Objective: Available data suggest that meta-inflammation and oxidative stress as well as endogenous deficiency of omega-3 and melatonin may be involved in hypertension-induced myocardial abnormalities that increase propensity to cardiac arrhythmias. We aimed to explore whether supplementation with omega-3 and melatonin as well as cold acclimation may affect arrhythmogenicity of rats suffering from essential hypertension. We focused on myocardial connexin-43(Cx43) channel protein, which ensures cardiac cell-cell coupling for electrical signal propagation, thereby is crucial factor impacting susceptibility of the heart malignant arrhythmias. Design and method: Experiments were performed using adult, male, spontaneously hypertensive rats (SHR, wild type), hairless SHR (mutant strain) and normotensive Wistar rats. SHR were treated for two-month with omega-3 (Omacor,200mg/day) or melatonin (400ug/day) and compared with untreated rats. Hairless SHR adapted to cold were compared with wild type SHR and normotensive Wistar rats. Biometrical parameters were registered and left ventricular heart tissue was taken for analysis of Cx43 and PKC↙, which via phosphorylation affects Cx43 channel function. Isolated perfused heart was used for the examination of its susceptibility to electrically-induced sustained ventricular fibrillation (VF). Results: Supplementation with omega-3 or melatonin and cold acclimation did not affect significantly blood pressure as well as heart or left ventricular weights of SHR or hairless SHR. However, the electrical threshold to induce VF was significantly lower (∼20mA) in non-treated compared with treated SHR (∼35mA) as well as in wild type SHR compared to hairless SHR (∼40mA).
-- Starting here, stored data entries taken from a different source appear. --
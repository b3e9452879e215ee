pub mod auth;
pub mod categories;
pub mod customers;
pub mod dashboard;
pub mod orders;
pub mod products;
pub mod seed;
Antiarrhythmic effect was associated with increased protein levels of Cx43 and its functional phosphorylated forms in left ventricles of treated SHR and hairless SHR compared to untreated wild type SHR. Moreover, pro-arrhythmic myocardial Cx43 distribution on lateral sides of the cardiomyocytes was attenuated by treatment or cold acclimation. In parallel, there was an increase of PKC↙ expression that may enhance cardio-protective Cx43 phosphorylation. Conclusions: In conclusion, findings indicate that non-pharmacological interventions can protect hypertensive rat heart from malignant arrhythmias, at least in part, by targeting myocardial Cx43. It is challenging to pay attention to non-pharmacological approaches in humans suffering from primary hypertension.